• DATA SHOWN:

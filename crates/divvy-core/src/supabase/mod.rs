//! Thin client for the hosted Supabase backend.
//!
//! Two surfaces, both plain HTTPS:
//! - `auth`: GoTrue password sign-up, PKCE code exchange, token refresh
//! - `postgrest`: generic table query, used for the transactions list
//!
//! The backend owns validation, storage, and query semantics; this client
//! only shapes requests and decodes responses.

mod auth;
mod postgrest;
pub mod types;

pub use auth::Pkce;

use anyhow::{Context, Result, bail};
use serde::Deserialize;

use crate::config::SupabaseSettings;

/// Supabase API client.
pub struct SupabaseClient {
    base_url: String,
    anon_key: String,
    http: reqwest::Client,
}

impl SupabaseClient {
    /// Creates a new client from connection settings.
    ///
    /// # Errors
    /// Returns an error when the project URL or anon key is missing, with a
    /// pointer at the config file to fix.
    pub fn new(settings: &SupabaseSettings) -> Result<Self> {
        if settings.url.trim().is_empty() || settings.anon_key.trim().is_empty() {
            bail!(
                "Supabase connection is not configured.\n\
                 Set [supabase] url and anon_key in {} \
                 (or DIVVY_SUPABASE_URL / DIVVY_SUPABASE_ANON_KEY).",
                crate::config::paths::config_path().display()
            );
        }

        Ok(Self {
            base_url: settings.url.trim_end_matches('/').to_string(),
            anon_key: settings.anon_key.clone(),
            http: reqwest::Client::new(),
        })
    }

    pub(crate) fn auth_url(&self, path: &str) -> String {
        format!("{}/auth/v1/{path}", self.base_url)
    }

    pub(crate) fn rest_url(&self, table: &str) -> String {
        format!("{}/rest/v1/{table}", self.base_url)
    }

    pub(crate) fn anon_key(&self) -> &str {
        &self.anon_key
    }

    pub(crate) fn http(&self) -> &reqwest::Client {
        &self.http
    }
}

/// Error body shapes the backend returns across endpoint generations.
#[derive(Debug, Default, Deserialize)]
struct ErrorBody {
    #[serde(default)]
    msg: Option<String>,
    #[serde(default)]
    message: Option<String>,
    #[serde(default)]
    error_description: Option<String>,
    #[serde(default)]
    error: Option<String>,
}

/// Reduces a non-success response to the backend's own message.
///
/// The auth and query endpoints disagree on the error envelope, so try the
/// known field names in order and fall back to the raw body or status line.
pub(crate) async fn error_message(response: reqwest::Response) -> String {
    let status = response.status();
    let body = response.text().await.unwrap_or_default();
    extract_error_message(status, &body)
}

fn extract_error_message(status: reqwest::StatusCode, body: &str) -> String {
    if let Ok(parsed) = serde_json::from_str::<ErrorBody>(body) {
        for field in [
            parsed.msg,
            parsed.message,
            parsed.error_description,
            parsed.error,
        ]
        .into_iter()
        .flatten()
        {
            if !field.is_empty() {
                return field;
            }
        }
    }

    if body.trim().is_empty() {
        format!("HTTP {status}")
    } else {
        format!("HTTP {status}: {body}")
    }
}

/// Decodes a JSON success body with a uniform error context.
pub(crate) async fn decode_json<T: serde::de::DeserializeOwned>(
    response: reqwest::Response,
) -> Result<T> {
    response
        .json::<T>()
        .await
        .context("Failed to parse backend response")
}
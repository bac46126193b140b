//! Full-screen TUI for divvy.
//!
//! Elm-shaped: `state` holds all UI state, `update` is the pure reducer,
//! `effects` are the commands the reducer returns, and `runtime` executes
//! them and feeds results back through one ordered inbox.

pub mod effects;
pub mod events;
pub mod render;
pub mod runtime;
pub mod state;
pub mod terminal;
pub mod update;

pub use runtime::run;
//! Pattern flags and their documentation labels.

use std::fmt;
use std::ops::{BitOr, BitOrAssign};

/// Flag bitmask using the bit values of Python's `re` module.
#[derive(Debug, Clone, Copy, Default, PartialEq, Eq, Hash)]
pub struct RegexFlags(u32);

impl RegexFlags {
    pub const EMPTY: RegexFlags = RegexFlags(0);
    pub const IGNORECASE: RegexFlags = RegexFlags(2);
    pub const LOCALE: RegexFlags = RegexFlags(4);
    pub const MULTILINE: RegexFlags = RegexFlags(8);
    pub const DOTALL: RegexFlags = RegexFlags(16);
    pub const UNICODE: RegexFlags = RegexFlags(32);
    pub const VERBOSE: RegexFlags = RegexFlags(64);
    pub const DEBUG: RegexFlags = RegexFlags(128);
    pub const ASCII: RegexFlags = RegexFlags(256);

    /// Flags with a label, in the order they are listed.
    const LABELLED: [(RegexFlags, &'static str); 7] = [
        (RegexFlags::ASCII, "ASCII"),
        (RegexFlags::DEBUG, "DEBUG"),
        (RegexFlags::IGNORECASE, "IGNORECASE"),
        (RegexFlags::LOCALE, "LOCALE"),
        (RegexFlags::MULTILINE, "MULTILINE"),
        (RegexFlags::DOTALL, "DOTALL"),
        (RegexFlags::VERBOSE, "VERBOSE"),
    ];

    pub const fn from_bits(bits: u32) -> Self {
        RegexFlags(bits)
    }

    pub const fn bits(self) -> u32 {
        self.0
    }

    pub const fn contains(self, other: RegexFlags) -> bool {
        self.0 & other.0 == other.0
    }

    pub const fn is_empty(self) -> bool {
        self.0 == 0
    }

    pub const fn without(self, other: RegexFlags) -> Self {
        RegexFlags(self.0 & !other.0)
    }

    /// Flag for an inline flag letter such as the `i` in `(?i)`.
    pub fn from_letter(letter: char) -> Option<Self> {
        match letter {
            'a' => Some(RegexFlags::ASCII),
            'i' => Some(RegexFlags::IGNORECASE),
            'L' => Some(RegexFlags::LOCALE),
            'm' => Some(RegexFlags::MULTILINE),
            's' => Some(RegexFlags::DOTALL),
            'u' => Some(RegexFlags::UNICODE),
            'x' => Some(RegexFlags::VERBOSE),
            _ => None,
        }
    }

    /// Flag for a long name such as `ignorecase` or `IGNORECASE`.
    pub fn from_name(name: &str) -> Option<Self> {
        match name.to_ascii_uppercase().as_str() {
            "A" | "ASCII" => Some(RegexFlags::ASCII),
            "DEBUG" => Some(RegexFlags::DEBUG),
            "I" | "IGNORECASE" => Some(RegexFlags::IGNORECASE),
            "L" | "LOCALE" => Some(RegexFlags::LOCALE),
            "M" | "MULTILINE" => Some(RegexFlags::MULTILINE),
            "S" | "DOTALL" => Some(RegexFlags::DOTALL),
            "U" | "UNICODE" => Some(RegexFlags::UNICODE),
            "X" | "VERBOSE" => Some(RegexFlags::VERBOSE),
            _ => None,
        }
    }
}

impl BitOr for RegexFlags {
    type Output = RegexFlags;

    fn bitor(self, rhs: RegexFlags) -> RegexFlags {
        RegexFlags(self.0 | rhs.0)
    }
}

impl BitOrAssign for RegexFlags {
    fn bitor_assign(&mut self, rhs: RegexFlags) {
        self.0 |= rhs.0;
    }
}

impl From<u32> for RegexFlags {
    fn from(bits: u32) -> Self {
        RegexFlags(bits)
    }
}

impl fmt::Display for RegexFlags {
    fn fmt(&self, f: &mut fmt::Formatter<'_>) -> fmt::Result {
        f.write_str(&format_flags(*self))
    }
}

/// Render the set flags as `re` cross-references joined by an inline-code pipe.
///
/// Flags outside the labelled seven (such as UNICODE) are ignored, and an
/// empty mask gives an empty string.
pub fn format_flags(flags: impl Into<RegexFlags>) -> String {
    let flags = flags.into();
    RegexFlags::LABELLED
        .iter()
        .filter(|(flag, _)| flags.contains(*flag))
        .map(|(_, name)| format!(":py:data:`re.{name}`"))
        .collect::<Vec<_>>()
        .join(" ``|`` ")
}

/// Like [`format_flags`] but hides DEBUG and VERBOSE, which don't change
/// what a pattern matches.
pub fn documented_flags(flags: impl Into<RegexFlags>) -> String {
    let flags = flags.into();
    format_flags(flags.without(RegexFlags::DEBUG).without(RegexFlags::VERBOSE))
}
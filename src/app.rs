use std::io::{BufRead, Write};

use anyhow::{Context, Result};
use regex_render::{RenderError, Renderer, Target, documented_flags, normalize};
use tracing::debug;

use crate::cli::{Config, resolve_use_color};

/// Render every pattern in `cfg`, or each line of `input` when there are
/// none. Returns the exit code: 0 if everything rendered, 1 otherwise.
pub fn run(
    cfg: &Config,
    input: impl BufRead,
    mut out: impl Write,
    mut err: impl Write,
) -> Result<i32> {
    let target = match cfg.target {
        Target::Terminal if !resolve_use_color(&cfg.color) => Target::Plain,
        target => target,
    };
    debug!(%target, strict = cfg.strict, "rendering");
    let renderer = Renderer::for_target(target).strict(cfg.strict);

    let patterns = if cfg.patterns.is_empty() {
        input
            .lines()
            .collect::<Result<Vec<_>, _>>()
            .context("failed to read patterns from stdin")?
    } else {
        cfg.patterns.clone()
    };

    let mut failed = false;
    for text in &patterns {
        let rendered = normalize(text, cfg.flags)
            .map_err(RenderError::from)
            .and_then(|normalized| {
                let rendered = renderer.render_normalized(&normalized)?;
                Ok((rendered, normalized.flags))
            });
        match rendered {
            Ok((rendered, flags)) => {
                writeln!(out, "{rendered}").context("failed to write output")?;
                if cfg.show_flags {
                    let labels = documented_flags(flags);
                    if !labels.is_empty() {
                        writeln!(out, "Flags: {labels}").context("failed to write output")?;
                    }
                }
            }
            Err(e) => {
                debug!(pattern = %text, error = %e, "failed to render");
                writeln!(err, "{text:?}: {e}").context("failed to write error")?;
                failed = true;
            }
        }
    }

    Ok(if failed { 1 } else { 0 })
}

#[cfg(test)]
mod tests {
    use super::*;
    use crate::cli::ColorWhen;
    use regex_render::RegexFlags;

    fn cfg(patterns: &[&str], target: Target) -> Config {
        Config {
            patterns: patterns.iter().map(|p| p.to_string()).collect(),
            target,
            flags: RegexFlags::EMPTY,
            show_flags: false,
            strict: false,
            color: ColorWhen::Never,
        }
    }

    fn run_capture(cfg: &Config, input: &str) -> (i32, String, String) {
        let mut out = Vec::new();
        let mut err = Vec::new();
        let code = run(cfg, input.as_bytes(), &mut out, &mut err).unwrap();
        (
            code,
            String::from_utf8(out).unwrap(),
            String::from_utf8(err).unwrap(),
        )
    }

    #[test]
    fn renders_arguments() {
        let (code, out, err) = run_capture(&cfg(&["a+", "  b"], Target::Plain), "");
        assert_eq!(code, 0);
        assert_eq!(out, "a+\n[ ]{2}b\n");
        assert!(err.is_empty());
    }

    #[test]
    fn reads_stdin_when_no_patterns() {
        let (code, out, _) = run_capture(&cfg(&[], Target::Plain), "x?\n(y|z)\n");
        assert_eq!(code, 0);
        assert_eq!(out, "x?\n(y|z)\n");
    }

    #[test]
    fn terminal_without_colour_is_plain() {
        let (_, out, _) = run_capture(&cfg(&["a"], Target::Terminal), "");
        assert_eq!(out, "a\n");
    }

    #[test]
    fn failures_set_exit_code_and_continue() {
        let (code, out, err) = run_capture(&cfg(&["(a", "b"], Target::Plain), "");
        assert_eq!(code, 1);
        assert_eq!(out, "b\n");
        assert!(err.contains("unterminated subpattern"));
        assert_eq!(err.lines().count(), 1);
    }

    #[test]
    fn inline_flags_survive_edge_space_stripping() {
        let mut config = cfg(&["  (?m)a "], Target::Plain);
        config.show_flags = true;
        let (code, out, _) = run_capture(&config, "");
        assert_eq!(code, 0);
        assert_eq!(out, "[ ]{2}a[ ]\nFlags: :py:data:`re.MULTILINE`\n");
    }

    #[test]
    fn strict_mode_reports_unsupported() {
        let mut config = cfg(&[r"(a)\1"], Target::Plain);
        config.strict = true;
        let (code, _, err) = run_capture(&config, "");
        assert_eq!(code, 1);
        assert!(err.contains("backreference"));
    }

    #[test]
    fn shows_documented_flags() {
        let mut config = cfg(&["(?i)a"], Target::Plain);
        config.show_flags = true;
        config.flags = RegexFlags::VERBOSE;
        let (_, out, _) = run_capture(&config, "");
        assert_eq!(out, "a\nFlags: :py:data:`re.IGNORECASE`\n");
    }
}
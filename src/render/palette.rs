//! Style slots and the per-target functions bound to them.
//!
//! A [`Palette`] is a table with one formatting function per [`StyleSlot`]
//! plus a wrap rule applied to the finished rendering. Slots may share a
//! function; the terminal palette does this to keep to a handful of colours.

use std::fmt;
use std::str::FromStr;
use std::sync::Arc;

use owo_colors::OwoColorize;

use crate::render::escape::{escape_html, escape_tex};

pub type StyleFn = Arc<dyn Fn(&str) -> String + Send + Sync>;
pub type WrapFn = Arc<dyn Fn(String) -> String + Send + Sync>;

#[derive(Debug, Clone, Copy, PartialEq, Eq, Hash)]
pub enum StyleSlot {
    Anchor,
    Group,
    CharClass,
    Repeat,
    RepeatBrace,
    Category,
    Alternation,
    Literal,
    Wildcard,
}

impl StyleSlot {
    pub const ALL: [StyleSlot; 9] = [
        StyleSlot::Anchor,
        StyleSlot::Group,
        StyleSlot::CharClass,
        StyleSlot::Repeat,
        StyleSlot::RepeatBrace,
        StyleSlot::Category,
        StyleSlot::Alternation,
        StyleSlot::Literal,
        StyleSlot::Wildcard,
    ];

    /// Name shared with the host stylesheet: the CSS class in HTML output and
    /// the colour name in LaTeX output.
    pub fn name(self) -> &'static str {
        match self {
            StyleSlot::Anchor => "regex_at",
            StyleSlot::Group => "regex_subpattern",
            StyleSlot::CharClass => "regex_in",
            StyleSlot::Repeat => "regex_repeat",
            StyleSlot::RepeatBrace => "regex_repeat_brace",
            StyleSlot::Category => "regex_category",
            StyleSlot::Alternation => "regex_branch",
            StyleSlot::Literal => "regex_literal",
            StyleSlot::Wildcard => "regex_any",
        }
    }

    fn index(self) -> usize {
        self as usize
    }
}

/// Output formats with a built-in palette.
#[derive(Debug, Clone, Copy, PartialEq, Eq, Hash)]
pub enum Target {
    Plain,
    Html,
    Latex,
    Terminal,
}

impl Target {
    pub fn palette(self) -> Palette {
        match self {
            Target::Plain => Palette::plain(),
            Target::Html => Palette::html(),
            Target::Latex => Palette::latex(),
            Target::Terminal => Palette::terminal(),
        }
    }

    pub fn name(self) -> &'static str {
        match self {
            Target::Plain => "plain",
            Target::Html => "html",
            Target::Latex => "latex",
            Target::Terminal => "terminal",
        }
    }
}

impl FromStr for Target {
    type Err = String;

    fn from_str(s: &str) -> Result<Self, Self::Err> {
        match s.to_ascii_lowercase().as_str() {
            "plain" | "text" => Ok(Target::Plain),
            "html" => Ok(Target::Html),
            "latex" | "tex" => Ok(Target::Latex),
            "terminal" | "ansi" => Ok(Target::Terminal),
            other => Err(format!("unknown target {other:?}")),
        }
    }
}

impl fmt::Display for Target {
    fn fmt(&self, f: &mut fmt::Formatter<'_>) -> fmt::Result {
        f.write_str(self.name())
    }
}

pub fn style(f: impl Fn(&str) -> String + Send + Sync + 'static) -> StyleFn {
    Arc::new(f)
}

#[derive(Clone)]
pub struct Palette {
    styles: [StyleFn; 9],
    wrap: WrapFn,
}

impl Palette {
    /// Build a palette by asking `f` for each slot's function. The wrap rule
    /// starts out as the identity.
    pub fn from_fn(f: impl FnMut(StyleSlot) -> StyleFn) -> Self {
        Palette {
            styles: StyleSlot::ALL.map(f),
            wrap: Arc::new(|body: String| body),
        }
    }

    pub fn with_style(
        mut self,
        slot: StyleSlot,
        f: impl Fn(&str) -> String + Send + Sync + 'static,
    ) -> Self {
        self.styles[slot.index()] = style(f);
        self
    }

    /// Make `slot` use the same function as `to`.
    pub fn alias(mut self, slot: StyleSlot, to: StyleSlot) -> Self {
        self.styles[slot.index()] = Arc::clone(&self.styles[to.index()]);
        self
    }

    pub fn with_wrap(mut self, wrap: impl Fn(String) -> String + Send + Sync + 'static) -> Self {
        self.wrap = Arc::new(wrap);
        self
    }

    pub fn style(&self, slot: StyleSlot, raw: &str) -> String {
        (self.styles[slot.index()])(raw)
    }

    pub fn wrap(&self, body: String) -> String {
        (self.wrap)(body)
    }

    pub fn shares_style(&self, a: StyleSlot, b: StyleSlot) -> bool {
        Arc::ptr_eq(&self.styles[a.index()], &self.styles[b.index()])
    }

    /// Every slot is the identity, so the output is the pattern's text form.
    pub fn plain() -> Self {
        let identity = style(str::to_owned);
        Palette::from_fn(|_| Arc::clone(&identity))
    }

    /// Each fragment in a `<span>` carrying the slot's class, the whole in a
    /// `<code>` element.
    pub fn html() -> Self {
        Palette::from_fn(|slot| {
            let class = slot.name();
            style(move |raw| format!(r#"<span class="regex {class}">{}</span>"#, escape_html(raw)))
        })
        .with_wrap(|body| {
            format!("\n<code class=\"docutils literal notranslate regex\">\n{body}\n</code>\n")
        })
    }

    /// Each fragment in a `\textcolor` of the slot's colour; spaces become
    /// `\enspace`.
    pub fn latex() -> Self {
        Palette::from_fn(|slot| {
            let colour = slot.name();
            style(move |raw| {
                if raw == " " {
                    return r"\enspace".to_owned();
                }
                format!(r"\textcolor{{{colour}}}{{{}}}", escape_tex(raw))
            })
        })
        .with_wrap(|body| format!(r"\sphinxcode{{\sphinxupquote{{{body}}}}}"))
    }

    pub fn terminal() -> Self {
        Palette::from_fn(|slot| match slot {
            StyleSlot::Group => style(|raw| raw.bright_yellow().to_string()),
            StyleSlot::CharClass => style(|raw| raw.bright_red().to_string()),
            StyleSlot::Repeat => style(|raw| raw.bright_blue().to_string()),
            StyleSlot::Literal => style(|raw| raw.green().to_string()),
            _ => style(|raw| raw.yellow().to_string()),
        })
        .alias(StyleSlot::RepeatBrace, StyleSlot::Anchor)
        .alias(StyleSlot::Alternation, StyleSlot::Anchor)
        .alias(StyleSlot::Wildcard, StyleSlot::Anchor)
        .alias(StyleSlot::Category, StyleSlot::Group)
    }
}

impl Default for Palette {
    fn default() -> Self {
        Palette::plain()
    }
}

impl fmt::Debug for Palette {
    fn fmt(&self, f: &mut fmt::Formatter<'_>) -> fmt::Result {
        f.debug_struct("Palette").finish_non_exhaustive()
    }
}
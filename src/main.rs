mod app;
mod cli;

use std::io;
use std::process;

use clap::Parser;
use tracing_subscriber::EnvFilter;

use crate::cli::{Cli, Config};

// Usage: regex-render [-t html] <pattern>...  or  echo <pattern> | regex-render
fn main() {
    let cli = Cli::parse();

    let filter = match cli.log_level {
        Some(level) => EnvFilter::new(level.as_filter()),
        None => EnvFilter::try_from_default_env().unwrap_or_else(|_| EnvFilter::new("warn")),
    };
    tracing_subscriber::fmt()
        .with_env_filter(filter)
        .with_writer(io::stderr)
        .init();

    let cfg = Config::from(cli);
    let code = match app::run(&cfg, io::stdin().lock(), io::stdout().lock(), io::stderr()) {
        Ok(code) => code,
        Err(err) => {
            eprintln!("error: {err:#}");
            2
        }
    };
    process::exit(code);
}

• EXERCISE DESCRIPTION:
Search the listing above for the string "rendering". Copy every line that contains it.

• RESULT OF THIS TASK:
    debug!(%target, strict = cfg.strict, "rendering");
//! plus a wrap rule applied to the finished rendering. Slots may share a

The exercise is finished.